• THE PROBLEM
The lines to copy are those in the listing below that contain the word "storage".
__________________________________________________
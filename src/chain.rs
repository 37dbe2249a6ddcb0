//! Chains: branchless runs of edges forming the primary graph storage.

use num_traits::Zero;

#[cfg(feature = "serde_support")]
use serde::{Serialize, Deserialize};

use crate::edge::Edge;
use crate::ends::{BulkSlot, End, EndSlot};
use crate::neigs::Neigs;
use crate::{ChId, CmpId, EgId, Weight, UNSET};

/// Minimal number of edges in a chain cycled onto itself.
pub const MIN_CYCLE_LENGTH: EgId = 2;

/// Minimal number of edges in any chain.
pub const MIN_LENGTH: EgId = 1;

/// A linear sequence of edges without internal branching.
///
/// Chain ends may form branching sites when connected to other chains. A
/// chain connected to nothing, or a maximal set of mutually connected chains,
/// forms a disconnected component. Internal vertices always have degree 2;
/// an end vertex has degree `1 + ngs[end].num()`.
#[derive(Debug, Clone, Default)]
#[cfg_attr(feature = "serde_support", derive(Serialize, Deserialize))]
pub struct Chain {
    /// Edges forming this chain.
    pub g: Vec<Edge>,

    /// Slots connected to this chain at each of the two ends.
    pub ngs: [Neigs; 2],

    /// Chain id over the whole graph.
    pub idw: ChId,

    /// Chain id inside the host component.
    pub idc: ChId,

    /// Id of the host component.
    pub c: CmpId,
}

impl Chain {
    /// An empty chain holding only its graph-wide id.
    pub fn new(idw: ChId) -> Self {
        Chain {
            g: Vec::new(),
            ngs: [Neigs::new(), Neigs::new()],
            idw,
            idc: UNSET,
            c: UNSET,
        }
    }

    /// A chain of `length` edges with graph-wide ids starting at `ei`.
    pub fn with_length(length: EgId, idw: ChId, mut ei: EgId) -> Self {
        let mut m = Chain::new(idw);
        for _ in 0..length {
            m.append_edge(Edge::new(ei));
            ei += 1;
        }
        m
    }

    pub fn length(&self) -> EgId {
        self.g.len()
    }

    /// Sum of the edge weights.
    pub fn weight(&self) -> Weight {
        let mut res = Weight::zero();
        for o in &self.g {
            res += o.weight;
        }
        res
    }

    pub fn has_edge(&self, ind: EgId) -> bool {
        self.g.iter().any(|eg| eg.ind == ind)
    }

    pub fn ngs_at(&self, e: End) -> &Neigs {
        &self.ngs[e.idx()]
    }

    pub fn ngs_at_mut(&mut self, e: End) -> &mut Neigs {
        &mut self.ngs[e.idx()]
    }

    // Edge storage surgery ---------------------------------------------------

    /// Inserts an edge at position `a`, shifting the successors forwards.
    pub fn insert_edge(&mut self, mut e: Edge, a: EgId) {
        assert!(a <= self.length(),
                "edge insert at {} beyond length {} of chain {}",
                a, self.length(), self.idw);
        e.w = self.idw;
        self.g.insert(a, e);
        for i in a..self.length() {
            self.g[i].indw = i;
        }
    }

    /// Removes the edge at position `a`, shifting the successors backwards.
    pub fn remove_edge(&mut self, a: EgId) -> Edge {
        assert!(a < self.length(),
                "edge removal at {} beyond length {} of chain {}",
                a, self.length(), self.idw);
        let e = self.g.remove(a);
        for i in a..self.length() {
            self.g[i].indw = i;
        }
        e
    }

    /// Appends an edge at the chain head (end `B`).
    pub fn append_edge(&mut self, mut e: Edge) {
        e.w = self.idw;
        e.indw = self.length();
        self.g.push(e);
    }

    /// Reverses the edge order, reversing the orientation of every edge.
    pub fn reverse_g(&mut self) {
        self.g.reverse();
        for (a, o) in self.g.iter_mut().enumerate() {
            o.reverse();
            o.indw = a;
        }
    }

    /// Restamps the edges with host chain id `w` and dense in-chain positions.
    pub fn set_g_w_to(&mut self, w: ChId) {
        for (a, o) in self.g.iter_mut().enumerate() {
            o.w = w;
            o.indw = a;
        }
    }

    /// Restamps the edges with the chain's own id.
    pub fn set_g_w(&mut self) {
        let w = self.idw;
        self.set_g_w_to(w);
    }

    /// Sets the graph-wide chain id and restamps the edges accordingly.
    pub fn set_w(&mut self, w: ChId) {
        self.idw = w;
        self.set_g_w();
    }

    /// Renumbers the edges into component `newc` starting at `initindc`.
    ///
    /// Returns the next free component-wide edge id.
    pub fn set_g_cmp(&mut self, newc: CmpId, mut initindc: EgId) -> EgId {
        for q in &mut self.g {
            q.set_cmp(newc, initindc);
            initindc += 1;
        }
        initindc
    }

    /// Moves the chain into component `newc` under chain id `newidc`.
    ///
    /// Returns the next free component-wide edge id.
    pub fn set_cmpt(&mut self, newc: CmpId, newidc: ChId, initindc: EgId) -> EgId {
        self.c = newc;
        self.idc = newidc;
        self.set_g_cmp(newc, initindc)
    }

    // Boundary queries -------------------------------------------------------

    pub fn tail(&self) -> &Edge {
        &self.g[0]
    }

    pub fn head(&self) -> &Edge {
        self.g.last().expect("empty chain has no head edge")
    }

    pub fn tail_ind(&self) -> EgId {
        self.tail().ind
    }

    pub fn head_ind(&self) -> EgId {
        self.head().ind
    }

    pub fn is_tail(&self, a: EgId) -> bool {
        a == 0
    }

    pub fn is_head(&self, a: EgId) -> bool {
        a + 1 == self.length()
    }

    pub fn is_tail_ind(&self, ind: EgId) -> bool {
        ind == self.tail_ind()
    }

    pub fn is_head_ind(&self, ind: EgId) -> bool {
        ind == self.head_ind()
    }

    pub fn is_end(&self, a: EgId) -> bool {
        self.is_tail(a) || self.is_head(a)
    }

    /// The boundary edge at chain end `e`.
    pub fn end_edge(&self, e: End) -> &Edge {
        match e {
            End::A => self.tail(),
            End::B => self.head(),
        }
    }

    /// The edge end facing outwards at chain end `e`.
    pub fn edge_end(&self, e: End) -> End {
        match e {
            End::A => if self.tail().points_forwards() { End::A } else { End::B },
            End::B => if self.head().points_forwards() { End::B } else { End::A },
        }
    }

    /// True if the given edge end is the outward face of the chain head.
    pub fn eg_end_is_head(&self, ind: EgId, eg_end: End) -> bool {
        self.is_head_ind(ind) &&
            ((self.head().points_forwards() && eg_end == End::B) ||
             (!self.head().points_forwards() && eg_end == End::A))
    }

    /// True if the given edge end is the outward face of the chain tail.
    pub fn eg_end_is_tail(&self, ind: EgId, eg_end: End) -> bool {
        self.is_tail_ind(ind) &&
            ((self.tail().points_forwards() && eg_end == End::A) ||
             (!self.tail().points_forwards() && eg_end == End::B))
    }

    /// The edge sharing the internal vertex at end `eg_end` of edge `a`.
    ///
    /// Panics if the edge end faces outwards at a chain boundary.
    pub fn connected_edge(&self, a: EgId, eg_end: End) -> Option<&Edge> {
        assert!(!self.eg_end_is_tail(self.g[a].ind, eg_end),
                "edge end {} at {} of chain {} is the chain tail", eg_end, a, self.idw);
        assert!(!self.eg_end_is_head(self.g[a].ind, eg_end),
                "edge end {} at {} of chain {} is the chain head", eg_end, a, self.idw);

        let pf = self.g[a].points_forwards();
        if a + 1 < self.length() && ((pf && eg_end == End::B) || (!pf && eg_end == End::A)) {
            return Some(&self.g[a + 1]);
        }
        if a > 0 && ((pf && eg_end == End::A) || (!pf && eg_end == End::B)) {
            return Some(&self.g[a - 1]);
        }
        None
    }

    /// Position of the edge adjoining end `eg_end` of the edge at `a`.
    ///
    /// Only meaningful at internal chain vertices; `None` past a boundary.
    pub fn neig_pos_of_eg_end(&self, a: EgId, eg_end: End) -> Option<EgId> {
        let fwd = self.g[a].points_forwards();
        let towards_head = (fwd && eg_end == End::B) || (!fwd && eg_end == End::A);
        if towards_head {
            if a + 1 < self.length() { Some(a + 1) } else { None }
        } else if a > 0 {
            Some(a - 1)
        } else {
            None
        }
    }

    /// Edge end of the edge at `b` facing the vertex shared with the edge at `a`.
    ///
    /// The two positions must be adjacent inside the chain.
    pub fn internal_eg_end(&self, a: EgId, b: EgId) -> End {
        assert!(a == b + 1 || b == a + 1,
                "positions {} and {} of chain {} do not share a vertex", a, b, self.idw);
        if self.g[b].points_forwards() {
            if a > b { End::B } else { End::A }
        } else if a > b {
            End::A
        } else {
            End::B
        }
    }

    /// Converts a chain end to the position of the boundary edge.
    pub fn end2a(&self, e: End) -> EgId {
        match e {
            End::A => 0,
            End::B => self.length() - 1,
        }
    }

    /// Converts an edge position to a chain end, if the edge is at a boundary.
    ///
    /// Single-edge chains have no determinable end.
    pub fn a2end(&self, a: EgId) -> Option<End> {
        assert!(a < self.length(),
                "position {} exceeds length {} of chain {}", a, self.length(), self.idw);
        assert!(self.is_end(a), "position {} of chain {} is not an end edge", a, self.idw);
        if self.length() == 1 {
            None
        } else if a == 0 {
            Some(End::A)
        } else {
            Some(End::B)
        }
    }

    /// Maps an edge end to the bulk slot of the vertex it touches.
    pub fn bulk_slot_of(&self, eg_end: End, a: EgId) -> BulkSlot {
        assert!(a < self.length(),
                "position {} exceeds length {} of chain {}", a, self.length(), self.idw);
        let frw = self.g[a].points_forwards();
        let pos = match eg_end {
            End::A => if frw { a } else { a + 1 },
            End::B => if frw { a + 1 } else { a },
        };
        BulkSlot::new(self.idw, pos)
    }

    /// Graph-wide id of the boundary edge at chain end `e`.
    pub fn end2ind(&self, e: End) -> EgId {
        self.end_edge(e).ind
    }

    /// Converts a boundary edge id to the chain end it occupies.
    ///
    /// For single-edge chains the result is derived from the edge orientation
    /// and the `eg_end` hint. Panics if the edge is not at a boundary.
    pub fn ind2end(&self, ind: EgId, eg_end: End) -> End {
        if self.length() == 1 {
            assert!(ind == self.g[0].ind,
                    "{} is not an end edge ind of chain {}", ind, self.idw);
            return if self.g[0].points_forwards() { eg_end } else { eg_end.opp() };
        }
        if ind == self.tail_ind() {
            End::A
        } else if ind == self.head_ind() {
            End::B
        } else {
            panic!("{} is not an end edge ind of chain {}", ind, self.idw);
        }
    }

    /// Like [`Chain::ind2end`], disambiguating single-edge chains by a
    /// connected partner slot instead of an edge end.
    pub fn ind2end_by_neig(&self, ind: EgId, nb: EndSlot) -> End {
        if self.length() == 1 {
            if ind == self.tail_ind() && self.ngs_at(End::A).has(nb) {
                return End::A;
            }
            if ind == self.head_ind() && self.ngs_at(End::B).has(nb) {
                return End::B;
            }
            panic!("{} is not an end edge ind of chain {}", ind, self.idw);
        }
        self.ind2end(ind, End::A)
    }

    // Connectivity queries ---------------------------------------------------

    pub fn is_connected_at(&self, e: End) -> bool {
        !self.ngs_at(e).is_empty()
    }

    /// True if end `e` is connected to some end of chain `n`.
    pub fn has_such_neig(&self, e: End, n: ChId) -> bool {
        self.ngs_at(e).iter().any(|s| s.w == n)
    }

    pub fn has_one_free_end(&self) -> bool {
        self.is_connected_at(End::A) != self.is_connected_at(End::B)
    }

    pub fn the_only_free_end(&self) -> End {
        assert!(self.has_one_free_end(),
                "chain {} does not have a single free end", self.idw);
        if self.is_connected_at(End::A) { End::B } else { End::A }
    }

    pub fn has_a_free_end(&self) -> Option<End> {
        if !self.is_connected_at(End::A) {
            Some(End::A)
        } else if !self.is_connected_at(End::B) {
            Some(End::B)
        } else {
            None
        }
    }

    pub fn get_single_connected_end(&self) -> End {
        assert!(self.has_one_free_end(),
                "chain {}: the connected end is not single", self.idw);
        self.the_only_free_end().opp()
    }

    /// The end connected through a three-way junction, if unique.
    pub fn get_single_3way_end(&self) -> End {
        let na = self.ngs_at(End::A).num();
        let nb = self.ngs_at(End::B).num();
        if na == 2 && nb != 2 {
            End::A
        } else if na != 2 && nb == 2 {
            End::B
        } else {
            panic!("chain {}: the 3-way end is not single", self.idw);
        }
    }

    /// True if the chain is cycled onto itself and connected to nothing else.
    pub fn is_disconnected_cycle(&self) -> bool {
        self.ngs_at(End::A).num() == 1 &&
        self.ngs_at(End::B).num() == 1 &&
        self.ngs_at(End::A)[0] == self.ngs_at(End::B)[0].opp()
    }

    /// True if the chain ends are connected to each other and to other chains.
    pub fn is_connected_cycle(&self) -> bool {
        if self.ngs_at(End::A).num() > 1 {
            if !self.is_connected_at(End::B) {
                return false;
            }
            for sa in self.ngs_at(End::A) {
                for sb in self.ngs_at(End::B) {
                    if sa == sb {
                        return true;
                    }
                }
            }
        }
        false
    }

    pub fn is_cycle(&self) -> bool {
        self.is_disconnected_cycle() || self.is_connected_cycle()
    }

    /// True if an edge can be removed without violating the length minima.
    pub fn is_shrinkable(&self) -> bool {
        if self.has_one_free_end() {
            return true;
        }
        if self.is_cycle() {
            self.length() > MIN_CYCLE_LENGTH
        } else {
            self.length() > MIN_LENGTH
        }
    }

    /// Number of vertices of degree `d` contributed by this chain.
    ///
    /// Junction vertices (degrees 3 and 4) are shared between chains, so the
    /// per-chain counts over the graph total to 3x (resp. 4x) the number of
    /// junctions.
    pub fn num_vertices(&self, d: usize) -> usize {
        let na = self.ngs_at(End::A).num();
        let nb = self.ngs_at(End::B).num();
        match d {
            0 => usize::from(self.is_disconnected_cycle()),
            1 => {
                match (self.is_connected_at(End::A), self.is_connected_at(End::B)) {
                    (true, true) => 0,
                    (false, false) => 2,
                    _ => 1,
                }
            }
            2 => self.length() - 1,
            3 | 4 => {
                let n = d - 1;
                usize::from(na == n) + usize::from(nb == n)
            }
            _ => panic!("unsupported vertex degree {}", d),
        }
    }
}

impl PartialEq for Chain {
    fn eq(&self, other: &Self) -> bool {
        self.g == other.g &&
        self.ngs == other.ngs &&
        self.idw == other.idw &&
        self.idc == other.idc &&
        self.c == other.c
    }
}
__________________________________________________
• ANSWER SPACE
//! Chains: branchless runs of edges forming the primary graph storage.
    // Edge storage surgery ---------------------------------------------------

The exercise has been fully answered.